Sarkozy accusé de pots-de-vin

La magistrate Isabelle Prévost-Desprez a mis en cause Nicolas Sarkozy en rapportant qu'un témoin lui avait dit l'avoir vu recevoir de l'argent liquide chez le couple de milliardaires Bettencourt avant son élection à la présidence en 2007, une accusation démentie par l'Elysée.


Dans "Sarko m'a tuer" (Stock), un ouvrage de deux journalistes du Monde, Isabelle Prévost-Desprez affirme que l'un des témoins, dans l'entourage de Liliane Bettencourt, "(lui) a dit qu'il avait vu des remises d'espèces à Sarko" tout en demandant que ces propos de figurent pas sur le procès-verbal.

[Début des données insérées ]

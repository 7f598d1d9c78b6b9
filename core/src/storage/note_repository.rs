use crate::models::{Note, DEFAULT_TITLE};
use crate::storage::{files, Store, VersionRepository};
use crate::validation;
use crate::{Error, Result};
use log::{debug, info, warn};
use std::fs;
use std::io;
use std::path::Path;

pub struct NoteRepository;

impl NoteRepository {
    /// Read a note document as stored, without decrypting its content
    pub fn read_document(path: &Path) -> Result<Note> {
        let data = fs::read(path).map_err(|err| match err.kind() {
            io::ErrorKind::NotFound => Error::NotFound(format!("Note not found: {}", path.display())),
            _ => Error::Io(err),
        })?;
        let mut note: Note = serde_json::from_slice(&data)?;
        note.path = path.to_path_buf();
        Ok(note)
    }

    /// Load a note, decrypting its content with the store's key if needed
    pub fn load(store: &Store, path: &Path) -> Result<Note> {
        let path = store.resolve(path)?;
        let mut note = Self::read_document(&path)?;
        if note.encrypted {
            note.content = store.key()?.decrypt(&note.content)?;
        }
        Ok(note)
    }

    /// Check every field that must hold before a note may be written
    pub fn validate(note: &Note) -> Result<()> {
        validation::validate_title(&note.title)?;
        validation::validate_content(&note.content)?;
        validation::validate_tags(&note.tags)?;
        Ok(())
    }

    /// Persist a note: backup, version snapshot, then an atomic replace.
    ///
    /// Backup and snapshot failures are logged and do not stop the save. On
    /// success `note.updated_at` has advanced and `note.path` is canonical.
    pub fn save(store: &Store, note: &mut Note) -> Result<()> {
        Self::validate(note)?;
        let path = store.resolve(&note.path)?;
        let file_name = path
            .file_name()
            .and_then(|n| n.to_str())
            .ok_or_else(|| Error::PathSafety(format!("not a note file: {}", path.display())))?;
        validation::validate_filename(file_name)?;

        let mut document = note.clone();
        document.path = path.clone();
        document.touch();
        if note.encrypted {
            document.content = store.key()?.encrypt(&note.content)?;
        }
        let data = serde_json::to_vec_pretty(&document)?;

        match files::backup_file(&path) {
            Ok(Some(backup)) => debug!("Backed up {} to {}", path.display(), backup.display()),
            Ok(None) => {}
            Err(err) => warn!("Failed to create backup of {}: {}", path.display(), err),
        }

        if path.exists() {
            match Self::read_document(&path) {
                Ok(previous) => {
                    if let Err(err) = VersionRepository::save_version(store, &previous) {
                        warn!("Failed to save version of {}: {}", path.display(), err);
                    }
                }
                Err(err) => warn!("Could not read previous revision of {}: {}", path.display(), err),
            }
        }

        if let Some(parent) = path.parent() {
            fs::create_dir_all(parent)?;
        }
        files::write_atomic(&path, &data)?;

        note.path = path;
        note.updated_at = document.updated_at;
        info!("Saved note '{}' ({})", note.title, note.path.display());
        Ok(())
    }

    /// Create and persist an empty, untitled note inside `dir`
    pub fn create(store: &Store, dir: &Path) -> Result<Note> {
        let mut note = store.new_note(DEFAULT_TITLE.to_string(), dir)?;
        Self::save(store, &mut note)?;
        Ok(note)
    }

    /// Copy a note next to the original under a new path
    pub fn duplicate(store: &Store, note: &Note) -> Result<Note> {
        let dir = note.path.parent().unwrap_or_else(|| store.root());
        let mut copy = Note::new(format!("{} (Copy)", note.title), store.fresh_note_path(dir)?);
        copy.content = note.content.clone();
        copy.tags = note.tags.clone();
        copy.encrypted = note.encrypted;
        Self::save(store, &mut copy)?;
        Ok(copy)
    }

    /// Delete a note file. Callers refresh their listing afterwards.
    pub fn delete(store: &Store, path: &Path) -> Result<()> {
        let path = store.resolve(path)?;
        if path.is_dir() {
            return Err(Error::Validation("folders cannot be deleted from here".to_string()));
        }
        fs::remove_file(&path).map_err(|err| match err.kind() {
            io::ErrorKind::NotFound => Error::NotFound(format!("Note not found: {}", path.display())),
            _ => Error::Io(err),
        })?;
        info!("Deleted note {}", path.display());
        Ok(())
    }
}

#[cfg(test)]
mod tests {
    use super::*;
    use crate::crypto::EncryptionKey;
    use tempfile::{tempdir, TempDir};

    fn setup_store() -> (TempDir, Store) {
        let dir = tempdir().unwrap();
        let store = Store::open(dir.path()).unwrap();
        (dir, store)
    }

    fn backups_of(note: &Note) -> usize {
        let name = note.file_name().unwrap().to_string();
        fs::read_dir(note.path.parent().unwrap())
            .unwrap()
            .filter_map(|e| e.ok())
            .filter(|e| {
                e.file_name()
                    .to_string_lossy()
                    .starts_with(&format!("{}.backup.", name))
            })
            .count()
    }

    #[test]
    fn test_create_note() {
        let (_dir, store) = setup_store();
        let note = NoteRepository::create(&store, store.root()).unwrap();

        assert_eq!(note.title, DEFAULT_TITLE);
        assert!(note.path.exists());
        let loaded = NoteRepository::load(&store, &note.path).unwrap();
        assert_eq!(loaded, note);
    }

    #[test]
    fn test_round_trip() {
        let (_dir, store) = setup_store();
        let mut note = Note::new("Groceries".to_string(), store.fresh_note_path(store.root()).unwrap());
        note.content = "milk\neggs\n".to_string();
        note.tags = vec!["home".to_string(), "weekly shop".to_string()];
        let before = note.updated_at;

        NoteRepository::save(&store, &mut note).unwrap();
        assert!(note.updated_at >= before);

        let loaded = NoteRepository::load(&store, &note.path).unwrap();
        assert_eq!(loaded.title, note.title);
        assert_eq!(loaded.content, note.content);
        assert_eq!(loaded.tags, note.tags);
        assert_eq!(loaded.created_at, note.created_at);
        assert_eq!(loaded.updated_at, note.updated_at);
        assert_eq!(loaded.encrypted, note.encrypted);
    }

    #[test]
    fn test_encrypted_round_trip() {
        let dir = tempdir().unwrap();
        let store = Store::open(dir.path())
            .unwrap()
            .with_key(EncryptionKey::from_passphrase("alice", "pw"));
        let mut note = Note::new("Diary".to_string(), store.fresh_note_path(store.root()).unwrap());
        note.content = "dear diary, ünïcode".to_string();
        note.encrypted = true;

        NoteRepository::save(&store, &mut note).unwrap();

        let raw = NoteRepository::read_document(&note.path).unwrap();
        assert_ne!(raw.content, note.content);
        assert!(raw.encrypted);

        let loaded = NoteRepository::load(&store, &note.path).unwrap();
        assert_eq!(loaded.content, "dear diary, ünïcode");
        assert!(loaded.encrypted);
    }

    #[test]
    fn test_keyed_session_creates_encrypted_notes() {
        let (_dir, store) = setup_store();
        assert!(!NoteRepository::create(&store, store.root()).unwrap().encrypted);

        let keyed = store.with_key(EncryptionKey::from_bytes([9; 32]));
        let note = NoteRepository::create(&keyed, keyed.root()).unwrap();
        assert!(note.encrypted);
        assert!(NoteRepository::read_document(&note.path).unwrap().encrypted);
    }

    #[test]
    fn test_encrypted_without_key() {
        let (_dir, store) = setup_store();
        let mut note = Note::new("Secret".to_string(), store.fresh_note_path(store.root()).unwrap());
        note.encrypted = true;

        assert!(matches!(
            NoteRepository::save(&store, &mut note),
            Err(Error::EncryptionUnavailable)
        ));
        assert!(!note.path.exists());

        let keyed = store.clone().with_key(EncryptionKey::from_bytes([5; 32]));
        NoteRepository::save(&keyed, &mut note).unwrap();
        assert!(matches!(
            NoteRepository::load(&store, &note.path),
            Err(Error::EncryptionUnavailable)
        ));
    }

    #[test]
    fn test_invalid_note_is_never_written() {
        let (_dir, store) = setup_store();
        let mut note = Note::new("bad/title".to_string(), store.fresh_note_path(store.root()).unwrap());

        assert!(matches!(NoteRepository::save(&store, &mut note), Err(Error::Validation(_))));
        assert!(!note.path.exists());

        note.title = "ok".to_string();
        note.tags = vec!["no!".to_string()];
        assert!(NoteRepository::save(&store, &mut note).is_err());
        assert!(!note.path.exists());
    }

    #[test]
    fn test_save_outside_workspace_refused() {
        let (dir, store) = setup_store();
        let mut note = Note::new("Escape".to_string(), dir.path().join("..").join("escape.json"));
        assert!(matches!(NoteRepository::save(&store, &mut note), Err(Error::PathSafety(_))));
    }

    #[test]
    fn test_overwrite_takes_backup_and_version() {
        let (_dir, store) = setup_store();
        let mut note = NoteRepository::create(&store, store.root()).unwrap();
        assert_eq!(backups_of(&note), 0);

        note.content = "second".to_string();
        NoteRepository::save(&store, &mut note).unwrap();

        assert_eq!(backups_of(&note), 1);
        let versions = VersionRepository::list(&store, &note.path).unwrap();
        assert_eq!(versions.len(), 1);
        assert_eq!(versions[0].content, "");
    }

    #[test]
    fn test_corrupt_file_is_decode_error() {
        let (_dir, store) = setup_store();
        let path = store.root().join("broken.json");
        fs::write(&path, b"{ not json").unwrap();
        assert!(matches!(NoteRepository::load(&store, &path), Err(Error::Decode(_))));
    }

    #[test]
    fn test_load_missing_is_not_found() {
        let (_dir, store) = setup_store();
        let path = store.root().join("missing.json");
        assert!(matches!(NoteRepository::load(&store, &path), Err(Error::NotFound(_))));
    }

    #[test]
    fn test_delete_note() {
        let (_dir, store) = setup_store();
        let note = NoteRepository::create(&store, store.root()).unwrap();

        NoteRepository::delete(&store, &note.path).unwrap();
        assert!(!note.path.exists());
        assert!(matches!(
            NoteRepository::delete(&store, &note.path),
            Err(Error::NotFound(_))
        ));
    }

    #[test]
    fn test_duplicate_note() {
        let (_dir, store) = setup_store();
        let mut note = NoteRepository::create(&store, store.root()).unwrap();
        note.title = "Plan".to_string();
        note.content = "body".to_string();
        note.tags = vec!["work".to_string()];
        NoteRepository::save(&store, &mut note).unwrap();

        let copy = NoteRepository::duplicate(&store, &note).unwrap();
        assert_eq!(copy.title, "Plan (Copy)");
        assert_eq!(copy.content, "body");
        assert_eq!(copy.tags, note.tags);
        assert_ne!(copy.path, note.path);
        assert!(copy.path.exists());
    }

    #[test]
    fn test_last_writer_wins() {
        let (_dir, store) = setup_store();
        let note = NoteRepository::create(&store, store.root()).unwrap();

        // Two sessions open the same note and save in turn; nothing merges.
        let mut first = NoteRepository::load(&store, &note.path).unwrap();
        let mut second = NoteRepository::load(&store, &note.path).unwrap();
        first.content = "from first".to_string();
        second.content = "from second".to_string();
        NoteRepository::save(&store, &mut first).unwrap();
        NoteRepository::save(&store, &mut second).unwrap();

        let current = NoteRepository::load(&store, &note.path).unwrap();
        assert_eq!(current.content, "from second");
        let versions = VersionRepository::list(&store, &note.path).unwrap();
        assert_eq!(versions[0].content, "from first");
    }
}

"J'ai vu des remises d'espèces à Sarkozy"
L'Elysée a répliqué que ces accusations étaient "infondées, mensongères et scandaleuses", tandis que François Fillon les a qualifiées d'"allégations" dénuées de "tout fondement". Il a souhaité que les procédures en cours "viennent rapidement" mettre un terme à ces "manipulations". Le secrétaire général de l'UMP Jean-François Copé a relevé qu'"à quelques mois de l'élection présidentielle (...) il ne faut être dupe de rien".

A gauche, Martine Aubry a appelé à l'ouverture d'une enquête, tandis que son concurrent à la primaire socialiste, François Hollande, dénonçait "trop de pression" de l'Elysée sur la justice.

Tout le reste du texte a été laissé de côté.